[Opening DATASET section]
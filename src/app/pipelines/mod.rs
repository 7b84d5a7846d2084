pub mod file_pipeline;

pub use file_pipeline::{FilePipeline, RunSummary};
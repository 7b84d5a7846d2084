use tracing_subscriber::{layer::SubscriberExt, util::SubscriberInitExt, EnvFilter};

fn default_filter(verbose: bool) -> EnvFilter {
    EnvFilter::try_from_default_env().unwrap_or_else(|_| {
        if verbose {
            EnvFilter::new("canal_conflate=debug,info")
        } else {
            EnvFilter::new("canal_conflate=info,warn")
        }
    })
}

pub fn init_cli_logger(verbose: bool) {
    tracing_subscriber::registry()
        .with(default_filter(verbose))
        .with(
            tracing_subscriber::fmt::layer()
                .with_target(false)
                .with_thread_ids(false)
                .with_file(false)
                .with_line_number(false)
                .compact(),
        )
        .init();
}

/// 以 JSON 行輸出，方便交給批次排程器或日誌收集
pub fn init_json_logger(verbose: bool) {
    tracing_subscriber::registry()
        .with(default_filter(verbose))
        .with(
            tracing_subscriber::fmt::layer()
                .with_target(true)
                .with_thread_ids(false)
                .with_file(false)
                .with_line_number(false)
                .json(),
        )
        .init();
}

pub fn init_logger(verbose: bool, json: bool) {
    if json {
        init_json_logger(verbose);
    } else {
        init_cli_logger(verbose);
    }
}
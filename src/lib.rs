// SPDX-License-Identifier: CC0-1.0

//! Constant-time cryptographic building blocks for Diffie-Hellman based
//! protocols: X25519 scalar multiplication over Curve25519 from RFC7748
//! and the Poly1305 one-time message authentication code from RFC7539.
//!
//! Both primitives are pure functions over fixed-size buffers. They hold no
//! global state, perform no I/O, and are safe to call from any number of
//! threads as long as each streaming [`Poly1305`] context is owned by one
//! caller at a time.
//!
//! Key hygiene is the caller's job: a Poly1305 key authenticates exactly one
//! message, and X25519 peer points are never validated here (see
//! [`curve25519::scalarmult`] for the non-rejection policy).
#![no_std]

#[cfg(feature = "alloc")]
extern crate alloc;
#[cfg(feature = "std")]
extern crate std;

pub mod blake2s_vectors;
pub mod curve25519;
pub mod poly1305;

use core::fmt;

pub use self::curve25519::{PrivateKey, PublicKey, SharedSecret};
pub use self::poly1305::Poly1305;

/// Errors validating caller-supplied buffers against the fixed sizes these
/// primitives require.
///
/// Only the slice-accepting constructors can fail. Operations on the typed
/// 32-byte inputs always produce a deterministic result.
#[derive(Copy, Clone, Debug, PartialEq, Eq)]
pub enum Error {
    /// Slice length does not match the size the operation requires.
    InvalidSliceLength {
        /// Required length in bytes.
        expected: usize,
        /// Length of the slice the caller supplied.
        received: usize,
    },
}

impl fmt::Display for Error {
    fn fmt(&self, f: &mut fmt::Formatter<'_>) -> fmt::Result {
        match self {
            Error::InvalidSliceLength { expected, received } =>
                write!(f, "expected a {}-byte slice, received {} bytes", expected, received),
        }
    }
}

#[cfg(feature = "std")]
impl std::error::Error for Error {
    fn source(&self) -> Option<&(dyn std::error::Error + 'static)> {
        match self {
            Error::InvalidSliceLength { .. } => None,
        }
    }
}
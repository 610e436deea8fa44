// SPDX-License-Identifier: CC0-1.0

//! X25519 Diffie-Hellman scalar multiplication over Curve25519 from RFC7748.
//!
//! Field arithmetic over GF(2^255 - 19) uses five 51-bit limbs with u128
//! intermediate products; the scalar multiplication is the RFC7748
//! Montgomery ladder.
//!
//! Constant time is a contract here, not a style choice: the ladder always
//! runs its 255 iterations and every scalar-dependent decision is a masked
//! select. A data-dependent branch in this module is a bug even when the
//! output stays correct.

/// Mask for a 51-bit limb.
const LIMB_MASK: u64 = (1 << 51) - 1;
/// Ladder constant (A - 2) / 4 for the curve's A = 486662.
const A24: u64 = 121665;
/// The generator's u-coordinate is 9.
const BASE_POINT: [u8; 32] = [
    9, 0, 0, 0, 0, 0, 0, 0, 0, 0, 0, 0, 0, 0, 0, 0, 0, 0, 0, 0, 0, 0, 0, 0, 0, 0, 0, 0, 0, 0, 0,
    0,
];

/// A 32-byte X25519 private key.
///
/// Any 32 bytes are a valid private key; the scalar is clamped into the
/// prime-order subgroup range on every use. The type implements neither
/// `Debug` nor `Display`, keeping the raw bytes out of log output.
#[derive(Clone, Copy)]
pub struct PrivateKey([u8; 32]);

impl PrivateKey {
    /// Constructs a private key from raw bytes.
    pub const fn new(bytes: [u8; 32]) -> Self { PrivateKey(bytes) }

    /// Constructs a private key from a 32-byte slice.
    pub fn from_slice(slice: &[u8]) -> Result<Self, crate::Error> {
        Ok(PrivateKey(copy_32(slice)?))
    }

    /// Returns the clamped form of the key.
    ///
    /// Clamping clears the three low bits of byte 0 and the top bit of
    /// byte 31, and sets bit 6 of byte 31. The transform is idempotent.
    pub const fn clamped(&self) -> PrivateKey {
        let mut k = self.0;
        k[0] &= 248;
        k[31] &= 127;
        k[31] |= 64;
        PrivateKey(k)
    }

    /// Returns a reference to the raw key bytes.
    pub fn as_bytes(&self) -> &[u8; 32] { &self.0 }
}

/// A 32-byte X25519 public key, the u-coordinate of a curve point.
#[derive(Clone, Copy, PartialEq, Eq, Debug)]
pub struct PublicKey([u8; 32]);

impl PublicKey {
    /// Constructs a public key from raw bytes.
    pub const fn new(bytes: [u8; 32]) -> Self { PublicKey(bytes) }

    /// Constructs a public key from a 32-byte slice.
    pub fn from_slice(slice: &[u8]) -> Result<Self, crate::Error> {
        Ok(PublicKey(copy_32(slice)?))
    }

    /// Returns a reference to the raw key bytes.
    pub fn as_bytes(&self) -> &[u8; 32] { &self.0 }

    /// Returns the raw key bytes.
    pub fn to_bytes(self) -> [u8; 32] { self.0 }
}

/// A 32-byte Diffie-Hellman shared secret.
///
/// Feed this through a key derivation function before using it as key
/// material; the raw u-coordinate is not uniformly distributed.
#[derive(Clone, Copy, PartialEq, Eq)]
pub struct SharedSecret([u8; 32]);

impl SharedSecret {
    /// Returns a reference to the raw secret bytes.
    pub fn as_bytes(&self) -> &[u8; 32] { &self.0 }

    /// Returns the raw secret bytes.
    pub fn to_bytes(self) -> [u8; 32] { self.0 }
}

/// Computes the public key for a private key: `k * BasePoint`.
///
/// The `crypto_scalarmult_base` operation.
pub fn scalarmult_base(private_key: &PrivateKey) -> PublicKey {
    let u = FieldElement::from_bytes(&BASE_POINT);
    PublicKey(ladder(&private_key.clamped().0, &u))
}

/// Computes the shared secret `k * peer_point` from our private key and the
/// peer's public key.
///
/// The `crypto_scalarmult` operation. Degenerate peer points (the small
/// order points, including zero) are deliberately not rejected: the ladder
/// produces its deterministic 32-byte result for every input, and screening
/// for contributory behavior is the caller's policy. The top bit of the
/// peer's u-coordinate is ignored per RFC7748.
pub fn scalarmult(private_key: &PrivateKey, peer: &PublicKey) -> SharedSecret {
    let u = FieldElement::from_bytes(&peer.0);
    SharedSecret(ladder(&private_key.clamped().0, &u))
}

fn copy_32(slice: &[u8]) -> Result<[u8; 32], crate::Error> {
    slice.try_into().map_err(|_| crate::Error::InvalidSliceLength {
        expected: 32,
        received: slice.len(),
    })
}

/// The RFC7748 Montgomery ladder.
///
/// The scalar must already be clamped. Exactly 255 iterations run for every
/// scalar, each performing the same field operations; the swap between the
/// (x2, z2) and (x3, z3) tracks is a branchless masked select driven by the
/// XOR of consecutive scalar bits.
fn ladder(scalar: &[u8; 32], u: &FieldElement) -> [u8; 32] {
    let x1 = *u;
    let mut x2 = FieldElement::ONE;
    let mut z2 = FieldElement::ZERO;
    let mut x3 = x1;
    let mut z3 = FieldElement::ONE;
    let mut swap: u64 = 0;

    for t in (0..255).rev() {
        let bit = ((scalar[t / 8] >> (t % 8)) & 1) as u64;
        swap ^= bit;
        FieldElement::conditional_swap(&mut x2, &mut x3, swap);
        FieldElement::conditional_swap(&mut z2, &mut z3, swap);
        swap = bit;

        // One combined differential double-and-add step, RFC7748 section 5.
        let a = x2.add(&z2);
        let aa = a.square();
        let b = x2.sub(&z2);
        let bb = b.square();
        let e = aa.sub(&bb);
        let c = x3.add(&z3);
        let d = x3.sub(&z3);
        let da = d.mul(&a);
        let cb = c.mul(&b);
        x3 = da.add(&cb).square();
        z3 = x1.mul(&da.sub(&cb).square());
        x2 = aa.mul(&bb);
        z2 = e.mul(&aa.add(&e.mul_small(A24)));
    }

    FieldElement::conditional_swap(&mut x2, &mut x3, swap);
    FieldElement::conditional_swap(&mut z2, &mut z3, swap);

    // Projective to affine: x2 / z2. A degenerate point can leave z2 = 0,
    // in which case the inverse is 0 and so is the result.
    x2.mul(&z2.invert()).to_bytes()
}

/// An element of GF(2^255 - 19) in five 51-bit limbs, little endian.
///
/// Limbs are partially reduced: multiplication outputs stay a hair above
/// 2^51, additions and subtractions run lazy and are absorbed by the next
/// multiplication. All sums stay well inside u64 and all products inside
/// u128.
#[derive(Clone, Copy)]
struct FieldElement([u64; 5]);

impl FieldElement {
    const ZERO: Self = FieldElement([0; 5]);
    const ONE: Self = FieldElement([1, 0, 0, 0, 0]);

    /// Interprets 32 little-endian bytes as a field element.
    ///
    /// Bit 255 is dropped, per the RFC7748 decoding of u-coordinates.
    fn from_bytes(bytes: &[u8; 32]) -> Self {
        FieldElement([
            load8(&bytes[0..8]) & LIMB_MASK,
            (load8(&bytes[6..14]) >> 3) & LIMB_MASK,
            (load8(&bytes[12..20]) >> 6) & LIMB_MASK,
            (load8(&bytes[19..27]) >> 1) & LIMB_MASK,
            (load8(&bytes[24..32]) >> 12) & LIMB_MASK,
        ])
    }

    /// Encodes the fully reduced canonical value as 32 little-endian bytes.
    fn to_bytes(self) -> [u8; 32] {
        let [mut h0, mut h1, mut h2, mut h3, mut h4] = self.0;

        // q = 1 exactly when the value is >= p, computed by rippling the
        // +19 overflow through every limb.
        let mut q = (h0 + 19) >> 51;
        q = (h1 + q) >> 51;
        q = (h2 + q) >> 51;
        q = (h3 + q) >> 51;
        q = (h4 + q) >> 51;

        // Adding 19q then masking to 255 bits subtracts qp.
        h0 += 19 * q;
        let c = h0 >> 51;
        h0 &= LIMB_MASK;
        h1 += c;
        let c = h1 >> 51;
        h1 &= LIMB_MASK;
        h2 += c;
        let c = h2 >> 51;
        h2 &= LIMB_MASK;
        h3 += c;
        let c = h3 >> 51;
        h3 &= LIMB_MASK;
        h4 += c;
        h4 &= LIMB_MASK;

        let words = [
            h0 | (h1 << 51),
            (h1 >> 13) | (h2 << 38),
            (h2 >> 26) | (h3 << 25),
            (h3 >> 39) | (h4 << 12),
        ];
        let mut bytes = [0u8; 32];
        for (chunk, word) in bytes.chunks_exact_mut(8).zip(words.iter()) {
            chunk.copy_from_slice(&word.to_le_bytes());
        }
        bytes
    }

    /// Limbwise sum, left unreduced for the next multiplication.
    fn add(&self, rhs: &FieldElement) -> FieldElement {
        let mut out = [0u64; 5];
        for i in 0..5 {
            out[i] = self.0[i] + rhs.0[i];
        }
        FieldElement(out)
    }

    /// Limbwise difference, biased by 2p to keep limbs non-negative.
    fn sub(&self, rhs: &FieldElement) -> FieldElement {
        // 2p in radix 2^51.
        const TWO_P: [u64; 5] =
            [0xfffffffffffda, 0xffffffffffffe, 0xffffffffffffe, 0xffffffffffffe, 0xffffffffffffe];
        let mut out = [0u64; 5];
        for i in 0..5 {
            out[i] = self.0[i] + TWO_P[i] - rhs.0[i];
        }
        FieldElement(out)
    }

    /// Field multiplication with reduction.
    ///
    /// 2^255 ≡ 19 (mod p), so limb products that land above limb 4 fold back
    /// to the bottom multiplied by 19.
    fn mul(&self, rhs: &FieldElement) -> FieldElement {
        let (a0, a1, a2, a3, a4) = (
            self.0[0] as u128,
            self.0[1] as u128,
            self.0[2] as u128,
            self.0[3] as u128,
            self.0[4] as u128,
        );
        let (b0, b1, b2, b3, b4) = (
            rhs.0[0] as u128,
            rhs.0[1] as u128,
            rhs.0[2] as u128,
            rhs.0[3] as u128,
            rhs.0[4] as u128,
        );
        let (b1_19, b2_19, b3_19, b4_19) = (b1 * 19, b2 * 19, b3 * 19, b4 * 19);

        let mut r0 = a0 * b0 + a1 * b4_19 + a2 * b3_19 + a3 * b2_19 + a4 * b1_19;
        let mut r1 = a0 * b1 + a1 * b0 + a2 * b4_19 + a3 * b3_19 + a4 * b2_19;
        let mut r2 = a0 * b2 + a1 * b1 + a2 * b0 + a3 * b4_19 + a4 * b3_19;
        let mut r3 = a0 * b3 + a1 * b2 + a2 * b1 + a3 * b0 + a4 * b4_19;
        let mut r4 = a0 * b4 + a1 * b3 + a2 * b2 + a3 * b1 + a4 * b0;

        let mask = LIMB_MASK as u128;
        let c = r0 >> 51;
        r0 &= mask;
        r1 += c;
        let c = r1 >> 51;
        r1 &= mask;
        r2 += c;
        let c = r2 >> 51;
        r2 &= mask;
        r3 += c;
        let c = r3 >> 51;
        r3 &= mask;
        r4 += c;
        let c = r4 >> 51;
        r4 &= mask;
        r0 += c * 19;
        let c = r0 >> 51;
        r0 &= mask;
        r1 += c;

        FieldElement([r0 as u64, r1 as u64, r2 as u64, r3 as u64, r4 as u64])
    }

    fn square(&self) -> FieldElement { self.mul(self) }

    /// Squares `n` times.
    fn nsquare(&self, n: u32) -> FieldElement {
        let mut out = *self;
        for _ in 0..n {
            out = out.square();
        }
        out
    }

    /// Multiplication by a small constant, used for a24.
    fn mul_small(&self, small: u64) -> FieldElement {
        let small = small as u128;
        let mask = LIMB_MASK as u128;
        let mut r0 = (self.0[0] as u128) * small;
        let mut r1 = (self.0[1] as u128) * small;
        let mut r2 = (self.0[2] as u128) * small;
        let mut r3 = (self.0[3] as u128) * small;
        let mut r4 = (self.0[4] as u128) * small;

        let c = r0 >> 51;
        r0 &= mask;
        r1 += c;
        let c = r1 >> 51;
        r1 &= mask;
        r2 += c;
        let c = r2 >> 51;
        r2 &= mask;
        r3 += c;
        let c = r3 >> 51;
        r3 &= mask;
        r4 += c;
        let c = r4 >> 51;
        r4 &= mask;
        r0 += c * 19;

        FieldElement([r0 as u64, r1 as u64, r2 as u64, r3 as u64, r4 as u64])
    }

    /// Inversion as exponentiation by p - 2 = 2^255 - 21, Fermat's little
    /// theorem, with the standard addition chain. Zero maps to zero.
    fn invert(&self) -> FieldElement {
        let z2 = self.square();
        let z9 = self.mul(&z2.square().square());
        let z11 = z2.mul(&z9);
        let z2_5_0 = z9.mul(&z11.square());
        let z2_10_0 = z2_5_0.mul(&z2_5_0.nsquare(5));
        let z2_20_0 = z2_10_0.mul(&z2_10_0.nsquare(10));
        let z2_40_0 = z2_20_0.mul(&z2_20_0.nsquare(20));
        let z2_50_0 = z2_10_0.mul(&z2_40_0.nsquare(10));
        let z2_100_0 = z2_50_0.mul(&z2_50_0.nsquare(50));
        let z2_200_0 = z2_100_0.mul(&z2_100_0.nsquare(100));
        let z2_250_0 = z2_50_0.mul(&z2_200_0.nsquare(50));
        z11.mul(&z2_250_0.nsquare(5))
    }

    /// Swaps two elements when `swap` is 1, branchlessly.
    ///
    /// `swap` must be 0 or 1. The mask is derived arithmetically so the
    /// same instructions execute either way.
    fn conditional_swap(a: &mut FieldElement, b: &mut FieldElement, swap: u64) {
        let mask = 0u64.wrapping_sub(swap);
        for i in 0..5 {
            let t = mask & (a.0[i] ^ b.0[i]);
            a.0[i] ^= t;
            b.0[i] ^= t;
        }
    }
}

fn load8(bytes: &[u8]) -> u64 {
    u64::from_le_bytes(bytes.try_into().expect("slicing produces an 8-byte slice"))
}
[Closing DATASET section]
● PROBLEM
Retype exactly the lines from the one containing "let z2_200_0 = z2_100_0.mul(&z2_100_0.nsquare(100));" through the end of the data. Add nothing.

● EXERCISE SOLUTION
        let z2_200_0 = z2_100_0.mul(&z2_100_0.nsquare(100));
        let z2_250_0 = z2_50_0.mul(&z2_200_0.nsquare(50));
        z11.mul(&z2_250_0.nsquare(5))
    }

    /// Swaps two elements when `swap` is 1, branchlessly.
    ///
    /// `swap` must be 0 or 1. The mask is derived arithmetically so the
    /// same instructions execute either way.
    fn conditional_swap(a: &mut FieldElement, b: &mut FieldElement, swap: u64) {
        let mask = 0u64.wrapping_sub(swap);
        for i in 0..5 {
            let t = mask & (a.0[i] ^ b.0[i]);
            a.0[i] ^= t;
            b.0[i] ^= t;
        }
    }
}

fn load8(bytes: &[u8]) -> u64 {
    u64::from_le_bytes(bytes.try_into().expect("slicing produces an 8-byte slice"))
}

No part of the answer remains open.